CHILDREN'S LITERATURE AS POLITICAL COMMENTARY
There's this funny thing people do where they attempt to put themselves forward as intellectually superior but instead come off as silly and sad.
In the wake of the Trump inauguration, a lot of people – myself included – were a bit at a loss. Things were happening both remarkably quickly and badly, and many of us on the internet were on the lookout for some insight or frame of reference that would make sense of all of it.
Newspapers reported a rise in sales of Orwell's 1984 and Animal Farm, as well as Atwood's The Handmaid's Tale. Harry Potter references were rife. These choices in literature were lambasted on social media by the sort of people who do that sort of thing. The scenarios in 1984 and The Handmaid's Tale were far too removed from the realities of Trump's America to be at all a fair comparison. Anyone who thought otherwise was a liberal and a snowflake.
Still, even those who thought the books were being misapplied in the current context couldn't easily deny the books' essential merit – 1984 is a revered classic and even people who haven't read it know it by its reputation. And while The Handmaid's Tale can be more easily dismissed (because sexisms), it too has good cultural armour.
Harry Potter and Animal Farm, being associated with younger audiences, are much easier game. I have seen multiple memes on Facebook mocking millennials who can't think beyond Harry Potter references. Animal Farm was also described as "the animal book from high school where the bad pig makes all the others his slaves".
Leaving aside the issues of intellectual self-superiority and a dearth of critical political literature for younger audiences – what the hell was that crack at Animal Farm? Meme-man, were you dropped on your head as a child? I am assuming you read the book because to criticise what you haven't read is an act of dishonest stupidity that I'll charitably believe is beneath you. Even someone who dealt with Animal Farm purely at face value can leave with a greater insight than "bad pig makes other animals do things *sad emoji*".

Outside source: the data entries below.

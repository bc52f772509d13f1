//! Profile functions.

use pyo3::prelude::*;
use pyo3::types::PyBytes;

use crate::error::{NativeResultExt, value_error};
use crate::handle::Profile;

pub fn register(m: &Bound<'_, PyModule>) -> PyResult<()> {
    m.add_function(wrap_pyfunction!(open_profile_from_mem, m)?)?;
    m.add_function(wrap_pyfunction!(close_profile, m)?)?;
    m.add_function(wrap_pyfunction!(create_srgb_profile, m)?)?;
    m.add_function(wrap_pyfunction!(create_standard_profile, m)?)?;
    m.add_function(wrap_pyfunction!(get_device_class, m)?)?;
    m.add_function(wrap_pyfunction!(get_color_space, m)?)?;
    m.add_function(wrap_pyfunction!(get_profile_description, m)?)?;
    m.add_function(wrap_pyfunction!(get_available_b2an_list, m)?)?;
    m.add_function(wrap_pyfunction!(dump_profile, m)?)?;
    Ok(())
}

/// Opens an ICC profile from memory.
///
/// Returns None if lcms rejects the data; the reason goes to the log
/// error handler.
#[pyfunction]
#[pyo3(signature = (profile_content))]
fn open_profile_from_mem(profile_content: &[u8]) -> PyResult<Option<Profile>> {
    Ok(cmm_core::Profile::from_icc(profile_content).or_none()?.map(Profile::new))
}

/// Closes a profile. Closing twice is a no-op.
#[pyfunction]
#[pyo3(signature = (hprofile))]
fn close_profile(mut hprofile: PyRefMut<'_, Profile>) {
    hprofile.close();
}

/// Creates the built-in sRGB profile.
#[pyfunction]
fn create_srgb_profile() -> PyResult<Option<Profile>> {
    Ok(cmm_core::Profile::srgb().or_none()?.map(Profile::new))
}

/// Creates a standard RGB profile by name.
///
/// Names: srgb, linear-srgb, adobe-rgb, display-p3, dci-p3, rec709,
/// rec2020, aces-ap0, aces-ap1.
#[pyfunction]
#[pyo3(signature = (name))]
fn create_standard_profile(name: &str) -> PyResult<Option<Profile>> {
    let standard = name.parse::<cmm_core::StandardProfile>().map_err(value_error)?;
    Ok(standard.to_profile().or_none()?.map(Profile::new))
}

/// Device class signature, e.g. `cmsSigOutputClass`.
#[pyfunction]
#[pyo3(signature = (hprofile))]
fn get_device_class(hprofile: PyRef<'_, Profile>) -> PyResult<u32> {
    Ok(hprofile.get().map_err(value_error)?.device_class())
}

/// Color space signature, e.g. `cmsSigRgbData`.
#[pyfunction]
#[pyo3(signature = (hprofile))]
fn get_color_space(hprofile: PyRef<'_, Profile>) -> PyResult<u32> {
    Ok(hprofile.get().map_err(value_error)?.color_space())
}

/// Profile description, eng/USA only, printable ASCII only.
///
/// Returns None if the profile has no description.
#[pyfunction]
#[pyo3(signature = (hprofile))]
fn get_profile_description(hprofile: PyRef<'_, Profile>) -> PyResult<Option<String>> {
    Ok(hprofile.get().map_err(value_error)?.description())
}

/// Usable BToA tags: 'B2A1' first, then 'B2A0' and 'B2A2' unless they are
/// linked to 'B2A1'.
#[pyfunction]
#[pyo3(signature = (hprofile))]
fn get_available_b2an_list(hprofile: PyRef<'_, Profile>) -> PyResult<Vec<&'static str>> {
    let profile = hprofile.get().map_err(value_error)?;
    Ok(profile.available_b2a_tags().into_iter().map(|tag| tag.name()).collect())
}

/// Serialises a profile to ICC bytes.
#[pyfunction]
#[pyo3(signature = (hprofile))]
fn dump_profile<'py>(py: Python<'py>, hprofile: PyRef<'_, Profile>) -> PyResult<Option<Bound<'py, PyBytes>>> {
    let profile = hprofile.get().map_err(value_error)?;
    Ok(profile.to_icc().or_none()?.map(|data| PyBytes::new(py, &data)))
}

Animal Farm is one of the most apt things to read in the current political climate because it details Snowball as a master gaslighter. "Gaslighting" is the process of making someone doubt their own experience of reality, and Snowball regularly eases along Napoleon's tyrannical actions by planting falsehoods in the minds of the animals. Snowball makes the animals forget events that delegitimise Napoleon's current actions – even former statements and actions from Napoleon himself. This is not only relevant to the falsehoods and policy turnarounds of Trump and his administration but to an entire body of global politics. We have leaders denying genocides both in the recent past and actively happening right now; we have in India a school of political and religious thought that denies the contributions and history of groups they label "foreigners"; the insidious idea that the Irish were also sent as slaves to America is making its rounds on the internet, with the aim of threatening the narrative of oppression of African-Americans. Debates on our own histories and schools of thought are rife with this sort of intentional reality-editing.
These are important issues – some of more immediacy and wider scope than others. To understand them in their broader contexts we need our reference points, and if Harry Potter or "funny animal stories" can prepare us in any way, we should celebrate that.
(As an aside, a political movement that has embraced a green frog as a mascot has no business casting stones at someone who speaks in pig metaphors.)